Trump: ancora una volta nel mirino della giustizia

Donald Trump, ex inquilino della White House, si vede ancora una volta protagonista di molteplici dispute politiche e legali. Questa volta nell’occhio del ciclone c’è la Trump Organization, holding che raccoglie le funzioni economiche del 44esimo presidente degli States, occupandosi di iniziative imprenditoriali (dallo sviluppo immobiliare al brokeraggio).

Dopo la prima causa legale intentata contro la società nel 1973 dalla Divisione diritti civili del Dipartimento di giustizia degli Stati Uniti, ecco che l’ufficio del procuratore con a capo Vance Jr. sgancia una nuova rivelazione esplosiva: il conglomerato internazionale sotto la proprietà di Donald Trump viene nuovamente incriminato per uno schema di frode fiscale con ben 15 capi di imputazione, durato dal 2005 al giugno del 2021.

L’inchiesta, formalmente resa nota nel 2021 ma intrapresa già due anni prima con le indagini preliminari, mirava a provare che il gruppo societario avesse gonfiato i valori degli attivi per acquisire prestiti più ingenti e, contemporaneamente, avesse svalutato gli asset nelle dichiarazioni fiscali per ridurre le tasse.

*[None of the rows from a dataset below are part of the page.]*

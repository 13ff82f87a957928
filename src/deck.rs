/*
 * Copyright (C) 2024 Clownvin <123clownvin@gmail.com>
 *
 * This file is part of Flashquiz.
 *
 * Flashquiz is free software: you can redistribute it and/or modify
 * it under the terms of the GNU General Public License as published by
 * the Free Software Foundation, either version 3 of the License, or
 * (at your option) any later version.
 *
 * Flashquiz is distributed in the hope that it will be useful,
 * but WITHOUT ANY WARRANTY; without even the implied warranty of
 * MERCHANTABILITY or FITNESS FOR A PARTICULAR PURPOSE.  See the
 * GNU General Public License for more details.
 *
 * You should have received a copy of the GNU General Public License
 * along with Flashquiz.  If not, see <http://www.gnu.org/licenses/>.
 */

use std::{
    fmt::{Debug, Display},
    fs::File,
    io::Read,
    ops::Deref,
    path::{Path, PathBuf},
};

///Deck of question/answer flashcards, in the order they appear in the source file.
///A deck always holds at least one card.
///
///Example:
///```
///# use flashquiz::deck::Deck;
///let csv = "2+2,4\n\"capital of France\", \"Paris\" ,ignored\nlonely\n";
///let deck = Deck::from_reader(csv.as_bytes(), "inline.csv").expect("valid deck");
///assert_eq!(deck.len(), 2);
///assert_eq!(deck[1].question, "capital of France");
///assert_eq!(deck[1].answer, "Paris");
///```
pub struct Deck {
    cards: Vec<Flashcard>,
}

impl Deck {
    pub fn new(cards: Vec<Flashcard>, source: impl Into<PathBuf>) -> Result<Self, DeckError> {
        if cards.is_empty() {
            return Err(DeckError::Empty(source.into()));
        }

        Ok(Self { cards })
    }

    pub fn from_reader(reader: impl Read, source: impl Into<PathBuf>) -> Result<Self, DeckError> {
        let source = source.into();
        let mut reader = csv::ReaderBuilder::new()
            .has_headers(false)
            .flexible(true)
            .from_reader(reader);

        let mut cards = vec![];

        for (line, record) in reader.records().enumerate() {
            let record = record.map_err(|err| DeckError::Csv(source.clone(), err))?;

            match (record.get(0), record.get(1)) {
                (Some(question), Some(answer)) => cards.push(Flashcard::new(question, answer)),
                _ => tracing::debug!(line = line + 1, "Skipping record with fewer than two fields"),
            }
        }

        Self::new(cards, source)
    }
}

impl Debug for Deck {
    fn fmt(&self, f: &mut std::fmt::Formatter<'_>) -> std::fmt::Result {
        f.debug_struct("Deck")
            .field("cards", &self.cards.len())
            .finish()
    }
}

impl Deref for Deck {
    type Target = [Flashcard];

    fn deref(&self) -> &Self::Target {
        &self.cards
    }
}

#[derive(PartialEq, Eq, Clone, Debug)]
pub struct Flashcard {
    pub question: String,
    pub answer: String,
}

impl Flashcard {
    pub fn new(question: &str, answer: &str) -> Self {
        Self {
            question: clean_field(question).to_owned(),
            answer: clean_field(answer).to_owned(),
        }
    }

    ///Answers match when equal after trimming, ignoring case.
    pub fn accepts(&self, answer: &str) -> bool {
        answer.trim().to_lowercase() == self.answer.trim().to_lowercase()
    }
}

///Trims the field, then strips a single layer of wrapping double quotes.
///Escaped quotes inside the field are left as they are.
fn clean_field(field: &str) -> &str {
    let field = field.trim();

    if field.len() >= 2 && field.starts_with('"') && field.ends_with('"') {
        &field[1..field.len() - 1]
    } else {
        field
    }
}

#[derive(Debug)]
pub enum DeckError {
    Io(PathBuf, std::io::Error),
    Csv(PathBuf, csv::Error),
    Empty(PathBuf),
}

impl Display for DeckError {
    fn fmt(&self, f: &mut std::fmt::Formatter<'_>) -> std::fmt::Result {
        match self {
            Self::Io(path, err) => f.write_fmt(format_args!(
                "IoError: {err}, path: {}",
                path.to_str().unwrap_or("unknown")
            )),
            Self::Csv(path, err) => f.write_fmt(format_args!(
                "CsvError: {err}, path: {}",
                path.to_str().unwrap_or("unknown")
            )),
            Self::Empty(path) => f.write_fmt(format_args!(
                "EmptyDeck: No record with both a question and an answer, path: {}",
                path.to_str().unwrap_or("unknown")
            )),
        }
    }
}

pub fn load_deck(path: impl AsRef<Path>) -> Result<Deck, DeckError> {
    let path = path.as_ref();
    let file = File::open(path).map_err(|err| DeckError::Io(path.to_owned(), err))?;
    let deck = Deck::from_reader(file, path)?;

    tracing::info!(path = %path.display(), cards = deck.len(), "Loaded deck");

    Ok(deck)
}
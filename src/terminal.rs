/*
 * Copyright (C) 2024 Clownvin <123clownvin@gmail.com>
 *
 * This file is part of Flashquiz.
 *
 * Flashquiz is free software: you can redistribute it and/or modify
 * it under the terms of the GNU General Public License as published by
 * the Free Software Foundation, either version 3 of the License, or
 * (at your option) any later version.
 *
 * Flashquiz is distributed in the hope that it will be useful,
 * but WITHOUT ANY WARRANTY; without even the implied warranty of
 * MERCHANTABILITY or FITNESS FOR A PARTICULAR PURPOSE.  See the
 * GNU General Public License for more details.
 *
 * You should have received a copy of the GNU General Public License
 * along with Flashquiz.  If not, see <http://www.gnu.org/licenses/>.
 */

use crossterm::{
    cursor::{Hide, Show},
    execute,
    terminal::{disable_raw_mode, enable_raw_mode, EnterAlternateScreen, LeaveAlternateScreen},
};
use ratatui::{backend::CrosstermBackend, widgets::Widget, Terminal};

use crate::UiError;

///Owns the terminal for the length of a session. Dropping it puts the
///terminal back the way it was found, in reverse order of setup.
pub struct TerminalWrapper {
    terminal: Terminal<CrosstermBackend<std::io::Stdout>>,
    #[allow(unused)]
    hidden_cursor: HiddenCursor,
}

impl TerminalWrapper {
    pub fn new() -> Result<TerminalWrapper, std::io::Error> {
        let raw_mode = RawMode::enable()?;
        let alt_screen = AltScreen::enter(raw_mode)?;
        let hidden_cursor = HiddenCursor::hide(alt_screen)?;
        let terminal = Terminal::new(CrosstermBackend::new(std::io::stdout()))?;

        Ok(TerminalWrapper {
            terminal,
            hidden_cursor,
        })
    }

    pub fn render_widget(&mut self, widget: impl Widget) -> Result<(), UiError> {
        self.terminal
            .draw(|frame| frame.render_widget(widget, frame.area()))?;
        Ok(())
    }
}

struct RawMode;

impl RawMode {
    fn enable() -> Result<RawMode, std::io::Error> {
        enable_raw_mode()?;
        Ok(RawMode)
    }
}

impl Drop for RawMode {
    fn drop(&mut self) {
        let _ = disable_raw_mode();
    }
}

#[repr(transparent)]
struct AltScreen(#[allow(unused)] RawMode);

impl AltScreen {
    fn enter(raw_mode: RawMode) -> Result<Self, std::io::Error> {
        execute!(std::io::stdout(), EnterAlternateScreen)?;
        Ok(Self(raw_mode))
    }
}

impl Drop for AltScreen {
    fn drop(&mut self) {
        let _ = execute!(std::io::stdout(), LeaveAlternateScreen);
    }
}

#[repr(transparent)]
struct HiddenCursor(#[allow(unused)] AltScreen);

impl HiddenCursor {
    fn hide(alt_screen: AltScreen) -> Result<Self, std::io::Error> {
        execute!(std::io::stdout(), Hide)?;
        Ok(Self(alt_screen))
    }
}

impl Drop for HiddenCursor {
    fn drop(&mut self) {
        let _ = execute!(std::io::stdout(), Show);
    }
}
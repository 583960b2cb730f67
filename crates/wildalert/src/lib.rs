//! `wildalert` - Live wildlife-detection feed and manual sighting alerts
//!
//! This library provides the feed session controller that keeps a cache-busted
//! stream URL alive for the signed-in ranger, the alert dispatcher that reports
//! sightings, and the local capture device handling behind the live view.

#![warn(missing_docs)]
#![warn(missing_debug_implementations)]
#![deny(unsafe_code)]

pub mod alert;
#[cfg(test)]
mod canned_http;
pub mod cli;
pub mod config;
pub mod device;
pub mod error;
pub mod feed;
pub mod identity;
pub mod logging;

pub use alert::{AlertDispatcher, AlertOutcome};
pub use config::Config;
pub use error::{Error, Result};
pub use feed::{FeedController, FeedHandle, FeedRunner, FeedState};
pub use identity::SessionIdentity;
pub use logging::init_logging;
//! Checking whether a feed URL actually loads.

use std::time::Duration;

use async_trait::async_trait;
use futures_util::StreamExt;
use reqwest::header::CONTENT_TYPE;
use reqwest::Client;
use tracing::trace;

use crate::error::{Error, Result};

/// Decides whether a feed source loads.
///
/// A probe resolving with an error is the equivalent of the image element's
/// load-failure callback.
#[async_trait]
pub trait FeedProbe: Send + Sync + std::fmt::Debug {
    /// Attempt to load `url`.
    ///
    /// # Errors
    ///
    /// Returns [`Error::FeedLoadFailure`] if the feed does not load.
    async fn probe(&self, url: &str) -> Result<()>;
}

/// Probes a feed over HTTP.
///
/// The feed counts as loaded once the response is a success status with a
/// streaming image content type and the first bytes of the body arrive
/// within the timeout.
#[derive(Debug, Clone)]
pub struct HttpFeedProbe {
    client: Client,
    timeout: Duration,
}

impl HttpFeedProbe {
    /// Create a probe that waits at most `timeout` for the first bytes.
    ///
    /// # Errors
    ///
    /// Returns an error if the HTTP client cannot be built.
    pub fn new(timeout: Duration) -> Result<Self> {
        let client = Client::builder().connect_timeout(timeout).build()?;
        Ok(Self { client, timeout })
    }

    async fn first_bytes(&self, url: &str) -> Result<usize> {
        let response = self
            .client
            .get(url)
            .send()
            .await
            .map_err(|e| Error::feed_load(format!("request failed: {e}")))?;

        let status = response.status();
        if !status.is_success() {
            return Err(Error::feed_load(format!("feed answered with HTTP {status}")));
        }

        if let Some(content_type) = response
            .headers()
            .get(CONTENT_TYPE)
            .and_then(|v| v.to_str().ok())
        {
            if !is_stream_content_type(content_type) {
                return Err(Error::feed_load(format!(
                    "unexpected content type: {content_type}"
                )));
            }
        }

        let mut body = response.bytes_stream();
        while let Some(chunk) = body.next().await {
            let chunk = chunk.map_err(|e| Error::feed_load(format!("stream broke: {e}")))?;
            if !chunk.is_empty() {
                return Ok(chunk.len());
            }
        }
        Err(Error::feed_load("stream ended before any data arrived"))
    }
}

#[async_trait]
impl FeedProbe for HttpFeedProbe {
    async fn probe(&self, url: &str) -> Result<()> {
        let received = tokio::time::timeout(self.timeout, self.first_bytes(url))
            .await
            .map_err(|_| {
                Error::feed_load(format!(
                    "no feed data within {} ms",
                    self.timeout.as_millis()
                ))
            })??;
        trace!(url, received, "Feed delivered data");
        Ok(())
    }
}

/// MJPEG streams use `multipart/x-mixed-replace`; single images are `image/*`.
fn is_stream_content_type(value: &str) -> bool {
    let mime = value
        .split(';')
        .next()
        .unwrap_or_default()
        .trim()
        .to_ascii_lowercase();
    mime == "multipart/x-mixed-replace" || mime.starts_with("image/")
}
//! Error types for wildalert.
//!
//! This module defines all error types used throughout the wildalert crate.
//! Feed load failures are recoverable and normally absorbed by the retry loop;
//! everything else is surfaced to the user as a dismissible notice.

use std::path::PathBuf;
use thiserror::Error;

/// Why an alert could not be delivered.
#[derive(Debug, Clone, Copy, PartialEq, Eq)]
pub enum DeliveryFailure {
    /// The alert service answered but reported `success: false`.
    Rejected,
    /// The alert service answered with a non-success HTTP status.
    ServerError,
    /// The alert service could not be reached at all.
    Unreachable,
}

impl std::fmt::Display for DeliveryFailure {
    fn fmt(&self, f: &mut std::fmt::Formatter<'_>) -> std::fmt::Result {
        match self {
            Self::Rejected => write!(f, "server rejected the alert"),
            Self::ServerError => write!(f, "server error"),
            Self::Unreachable => write!(f, "network unreachable"),
        }
    }
}

/// The main error type for wildalert operations.
#[derive(Error, Debug)]
pub enum Error {
    // === Identity Errors ===
    /// An operation required a signed-in identity with an email address.
    #[error("no signed-in identity with an email address")]
    MissingIdentity,

    /// No session record was found; the user has to sign in first.
    #[error("not signed in: run `wildalert session login` first")]
    NotSignedIn,

    // === Feed Errors ===
    /// The live feed failed to load. Recoverable; retried automatically.
    #[error("feed failed to load: {message}")]
    FeedLoadFailure {
        /// Description of the failure.
        message: String,
    },

    // === Alert Errors ===
    /// A manual alert send failed.
    #[error("alert delivery failed ({reason}): {message}")]
    AlertDeliveryFailed {
        /// Whether the server rejected the alert or could not be reached.
        reason: DeliveryFailure,
        /// Description of what went wrong.
        message: String,
    },

    // === Device Errors ===
    /// Access to the local capture device was refused.
    #[error("access to capture device {path} was denied")]
    DeviceAccessDenied {
        /// Path of the device that was refused.
        path: PathBuf,
    },

    /// The local capture device does not exist or could not be opened.
    #[error("capture device {path} is unavailable: {message}")]
    DeviceUnavailable {
        /// Path of the device.
        path: PathBuf,
        /// Description of what went wrong.
        message: String,
    },

    // === Configuration Errors ===
    /// Failed to load configuration.
    #[error("failed to load configuration: {0}")]
    ConfigLoad(Box<figment::Error>),

    /// Configuration validation failed.
    #[error("invalid configuration: {message}")]
    ConfigValidation {
        /// Description of the validation failure.
        message: String,
    },

    /// A configured endpoint is not a usable URL.
    #[error("invalid URL '{url}': {source}")]
    InvalidUrl {
        /// The offending URL text.
        url: String,
        /// The underlying parse error.
        #[source]
        source: url::ParseError,
    },

    // === Runtime Errors ===
    /// The feed runner task has already shut down.
    #[error("feed runner is no longer running")]
    RunnerClosed,

    /// HTTP client construction or request failed.
    #[error("HTTP error: {0}")]
    Http(#[from] reqwest::Error),

    // === I/O Errors ===
    /// File system operation failed.
    #[error("I/O error: {0}")]
    Io(#[from] std::io::Error),

    /// Failed to create a required directory.
    #[error("failed to create directory {path}: {source}")]
    DirectoryCreate {
        /// Path that couldn't be created.
        path: PathBuf,
        /// The underlying error.
        #[source]
        source: std::io::Error,
    },

    // === Serialization Errors ===
    /// JSON serialization/deserialization failed.
    #[error("JSON error: {0}")]
    Json(#[from] serde_json::Error),

    /// An internal error occurred (bug).
    #[error("internal error: {0}")]
    Internal(String),
}

/// A specialized Result type for wildalert operations.
pub type Result<T> = std::result::Result<T, Error>;

impl From<figment::Error> for Error {
    fn from(err: figment::Error) -> Self {
        Self::ConfigLoad(Box::new(err))
    }
}

impl Error {
    /// Create a feed load failure.
    #[must_use]
    pub fn feed_load(message: impl Into<String>) -> Self {
        Self::FeedLoadFailure {
            message: message.into(),
        }
    }

    /// Create an alert delivery failure.
    #[must_use]
    pub fn delivery(reason: DeliveryFailure, message: impl Into<String>) -> Self {
        Self::AlertDeliveryFailed {
            reason,
            message: message.into(),
        }
    }

    /// Create a new internal error.
    #[must_use]
    pub fn internal(message: impl Into<String>) -> Self {
        Self::Internal(message.into())
    }

    /// Check if this error is recovered by the retry loop rather than surfaced.
    #[must_use]
    pub fn is_recoverable(&self) -> bool {
        matches!(self, Self::FeedLoadFailure { .. })
    }

    /// Check if this error is a refused device permission.
    #[must_use]
    pub fn is_permission_error(&self) -> bool {
        matches!(self, Self::DeviceAccessDenied { .. })
    }

    /// The delivery failure kind, if this is an alert delivery error.
    #[must_use]
    pub fn delivery_failure(&self) -> Option<DeliveryFailure> {
        match self {
            Self::AlertDeliveryFailed { reason, .. } => Some(*reason),
            _ => None,
        }
    }
}
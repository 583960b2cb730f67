//! Linux-specific implementation for wildalert.
//!
//! Local capture on Linux goes through V4L2 device nodes (`/dev/videoN`).
//! Holding an open handle on the node is what keeps the camera claimed, so
//! a [`VideoTrack`] is exactly that handle, released once on [`VideoTrack::stop`]
//! or drop.

#![cfg(target_os = "linux")]
#![warn(missing_docs)]
#![warn(missing_debug_implementations)]
#![deny(unsafe_code)]

use std::fs::{self, File, OpenOptions};
use std::io;
use std::os::unix::fs::FileTypeExt;
use std::path::{Path, PathBuf};

use thiserror::Error;
use tracing::{debug, warn};

/// Errors that can occur while opening a video device.
#[derive(Debug, Error)]
pub enum DeviceError {
    /// The process is not allowed to open the device.
    #[error("permission denied opening {}", path.display())]
    PermissionDenied {
        /// Device path.
        path: PathBuf,
    },

    /// No such device node.
    #[error("no video device at {}", path.display())]
    NotFound {
        /// Device path.
        path: PathBuf,
    },

    /// The path exists but is not a character device.
    #[error("{} is not a video capture device", path.display())]
    NotADevice {
        /// Device path.
        path: PathBuf,
    },

    /// Any other I/O failure.
    #[error("failed to open {}: {source}", path.display())]
    Io {
        /// Device path.
        path: PathBuf,
        /// The underlying error.
        #[source]
        source: io::Error,
    },
}

impl DeviceError {
    fn from_io(path: &Path, source: io::Error) -> Self {
        let path = path.to_path_buf();
        match source.kind() {
            io::ErrorKind::PermissionDenied => Self::PermissionDenied { path },
            io::ErrorKind::NotFound => Self::NotFound { path },
            _ => Self::Io { path, source },
        }
    }
}

/// An open claim on a video device.
#[derive(Debug)]
pub struct VideoTrack {
    path: PathBuf,
    handle: Option<File>,
}

impl VideoTrack {
    /// Open the video device at `path`.
    ///
    /// # Errors
    ///
    /// Returns an error if the device is missing, not a character device,
    /// or cannot be opened by this process.
    pub fn open(path: impl AsRef<Path>) -> Result<Self, DeviceError> {
        let path = path.as_ref();
        let metadata = fs::metadata(path).map_err(|e| DeviceError::from_io(path, e))?;
        if !metadata.file_type().is_char_device() {
            return Err(DeviceError::NotADevice {
                path: path.to_path_buf(),
            });
        }

        let handle = OpenOptions::new()
            .read(true)
            .write(true)
            .open(path)
            .map_err(|e| DeviceError::from_io(path, e))?;

        debug!(path = %path.display(), "Video device opened");
        Ok(Self {
            path: path.to_path_buf(),
            handle: Some(handle),
        })
    }

    /// Device path this track was opened from.
    #[must_use]
    pub fn path(&self) -> &Path {
        &self.path
    }

    /// Whether the device handle is still held.
    #[must_use]
    pub fn is_live(&self) -> bool {
        self.handle.is_some()
    }

    /// Release the device. Returns `true` only for the call that released it.
    pub fn stop(&mut self) -> bool {
        match self.handle.take() {
            Some(handle) => {
                drop(handle);
                debug!(path = %self.path.display(), "Video device released");
                true
            }
            None => false,
        }
    }
}

impl Drop for VideoTrack {
    fn drop(&mut self) {
        if self.stop() {
            warn!(path = %self.path.display(), "Video track dropped without stop()");
        }
    }
}

/// List `/dev/video*` nodes, sorted by name.
///
/// # Errors
///
/// Returns an error if `/dev` cannot be read.
pub fn list_video_devices() -> io::Result<Vec<PathBuf>> {
    list_video_devices_in(Path::new("/dev"))
}

fn list_video_devices_in(dir: &Path) -> io::Result<Vec<PathBuf>> {
    let mut devices: Vec<PathBuf> = fs::read_dir(dir)?
        .filter_map(std::result::Result::ok)
        .filter(|entry| entry.file_name().to_string_lossy().starts_with("video"))
        .map(|entry| entry.path())
        .collect();
    devices.sort();
    Ok(devices)
}

/// Get platform name
#[must_use]
pub fn platform_name() -> &'static str {
    "Linux"
}
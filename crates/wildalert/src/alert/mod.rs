//! Manual alert sending.
//!
//! An [`AlertDispatcher`] sends one alert per call through an
//! [`AlertTransport`]; an [`AlertBanner`] keeps the "alert sent" notice up
//! for its display window. [`AlertPanel`] ties the two together.

mod banner;
mod transport;

pub use banner::AlertBanner;
#[cfg(test)]
pub use transport::MockAlertTransport;
pub use transport::{AlertTransport, HttpAlertTransport};

use std::sync::Arc;

use serde::{Deserialize, Serialize};
use tracing::{info, warn};

use crate::config::Config;
use crate::error::{DeliveryFailure, Error, Result};
use crate::identity::SessionIdentity;

/// Body of `POST /send_alert`.
#[derive(Debug, Clone, PartialEq, Eq, Serialize)]
pub struct AlertRequest {
    /// Recipient address.
    pub email: String,
    /// What was spotted, e.g. `"lion"`.
    pub animal_type: String,
    /// Where it was spotted.
    pub location: String,
}

impl AlertRequest {
    /// Build a request.
    pub fn new(
        email: impl Into<String>,
        animal_type: impl Into<String>,
        location: impl Into<String>,
    ) -> Self {
        Self {
            email: email.into(),
            animal_type: animal_type.into(),
            location: location.into(),
        }
    }
}

/// Answer from the alert service.
#[derive(Debug, Clone, PartialEq, Eq, Deserialize)]
pub struct AlertResponse {
    /// Whether the alert was accepted.
    pub success: bool,
    /// Optional explanation, usually present on rejection.
    #[serde(default)]
    pub message: Option<String>,
}

/// What the user sees after a send.
#[derive(Debug, Clone, Copy, Default, PartialEq, Eq, Serialize)]
pub struct AlertOutcome {
    /// The "alert sent" notice is showing.
    pub sent: bool,
    /// The notice was shown and its window has since closed.
    pub timestamp_cleared: bool,
}

impl AlertOutcome {
    /// A freshly sent alert.
    #[must_use]
    pub fn sent() -> Self {
        Self {
            sent: true,
            timestamp_cleared: false,
        }
    }

    /// A notice whose display window has closed.
    #[must_use]
    pub fn cleared() -> Self {
        Self {
            sent: false,
            timestamp_cleared: true,
        }
    }
}

/// Sends manual alerts. Each call makes at most one request; failures are
/// reported to the caller and never retried.
#[derive(Clone)]
pub struct AlertDispatcher {
    transport: Arc<dyn AlertTransport>,
}

impl std::fmt::Debug for AlertDispatcher {
    fn fmt(&self, f: &mut std::fmt::Formatter<'_>) -> std::fmt::Result {
        f.debug_struct("AlertDispatcher").finish_non_exhaustive()
    }
}

impl AlertDispatcher {
    /// Create a dispatcher over `transport`.
    pub fn new(transport: Arc<dyn AlertTransport>) -> Self {
        Self { transport }
    }

    /// Create a dispatcher that posts to the configured alert service.
    ///
    /// # Errors
    ///
    /// Returns an error if the alert base URL is invalid.
    pub fn from_config(config: &Config) -> Result<Self> {
        let transport =
            HttpAlertTransport::new(&config.alert.base_url, config.request_timeout())?;
        Ok(Self::new(Arc::new(transport)))
    }

    /// Send one alert on behalf of `identity`.
    ///
    /// # Errors
    ///
    /// - [`Error::MissingIdentity`] if there is no identity or its email is
    ///   empty; nothing is sent.
    /// - [`Error::AlertDeliveryFailed`] if the service rejects the alert,
    ///   answers with an error, or cannot be reached.
    pub async fn send_alert(
        &self,
        identity: Option<&SessionIdentity>,
        animal_type: &str,
        location: &str,
    ) -> Result<AlertOutcome> {
        let email = identity
            .and_then(SessionIdentity::email)
            .ok_or(Error::MissingIdentity)?;

        let request = AlertRequest::new(email, animal_type, location);
        let response = self.transport.post_alert(&request).await.map_err(|e| {
            warn!(animal = animal_type, error = %e, "Alert delivery failed");
            e
        })?;

        if !response.success {
            let message = response
                .message
                .unwrap_or_else(|| "success: false".to_string());
            warn!(animal = animal_type, %message, "Alert rejected");
            return Err(Error::delivery(DeliveryFailure::Rejected, message));
        }

        info!(animal = animal_type, location, "Alert sent");
        Ok(AlertOutcome::sent())
    }
}

/// A dispatcher and its banner, as wired into the feed view.
#[derive(Debug)]
pub struct AlertPanel {
    dispatcher: AlertDispatcher,
    banner: AlertBanner,
}

impl AlertPanel {
    /// Combine a dispatcher with a banner.
    pub fn new(dispatcher: AlertDispatcher, banner: AlertBanner) -> Self {
        Self { dispatcher, banner }
    }

    /// The banner.
    pub fn banner(&self) -> &AlertBanner {
        &self.banner
    }

    /// Send an alert and show the notice on success. On failure the banner is
    /// left as it was.
    ///
    /// # Errors
    ///
    /// See [`AlertDispatcher::send_alert`].
    pub async fn trigger(
        &mut self,
        identity: Option<&SessionIdentity>,
        animal_type: &str,
        location: &str,
    ) -> Result<AlertOutcome> {
        let outcome = self
            .dispatcher
            .send_alert(identity, animal_type, location)
            .await?;
        self.banner.show();
        Ok(outcome)
    }
}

Sostanzialmente, per retribuire i manager e i dipendenti della società, venivano elargiti benefit in contanti a “nero”. A queste accuse si allegò anche quella di falsificazione di documenti contabili.

(Credits: Fanpage)

Il capo finanziario dell’azienda, Allen Weisselberg, braccio destro di Trump ormai dagli anni ’80, è stato arrestato per evasione fiscale a suo carico di circa 1,7 milioni di dollari di benefit.

Tutto ha avuto inizio probabilmente nel 2018 quando Michael Cohen, ex legale e affarista del leader M.A.G.A, durante una deposizione durata quattro ore davanti alla commissione di Vigilanza del Congresso per l’accusa di uso illecito di fondi elettorali, avanzò insinuazioni durissime contro l’ex presidente.

Non solo più un processo civile: aperta la pratica penale

Ad oggi, alla sola inchiesta civile, si affianca anche un’inchiesta penale, come comprovato dalla portavoce del procuratore general di New York Letitia James, la quale ha palesato la volontà di interrogare direttamente Donald Trump il prossimo 7 gennaio. I procuratori viaggiano in parallelo comparando documenti e prove, un po’ come accadde per il processo Manafort, coinvolto nel Russiagate, poi incriminato per aver frodato le banche ed evaso le tasse.

Letitia James sfida Trump: sarà la decisione giusta?

Anche se audace, la scelta avanzata dalla procuratrice newyorkese appare a tratti atipica: la sua istanza di interrogatorio va a sovrapporsi comunque ad un’indagine civile preesistente; dunque, seppure riuscisse ad ottenere prove sufficienti, i legali della difesa potrebbero obiettare sostenendo che le dichiarazioni formulate durante l’interrogatorio possano essere utilizzate illecitamente nell’altra indagine, violando dunque il Quinto Emendamento. E seppure un giudice dovesse acconsentire alla richiesta della James, quest’ultima verrebbe accusata di ricerca di visibilità per la sua eminente campagna elettorale a governatore.

La questione appare dunque assai ambigua; l’unica certezza che emerge in questo contesto è la risolutezza con la quale lo stesso Trump si dichiara non coinvolto nel reato di frode e asserisce come tali accuse siano prive di fondamento e “una continua caccia alle streghe politicamente motivata”, come ha dichiarato nella sua intervista per Fox News. Per l’ex presidente, su cui incombono non solo una, ma più inchieste, sarà particolarmente difficile preservare il controllo del partito repubblicano nel panorama politico, all’eventuale scopo di ricandidarsi nel 2024.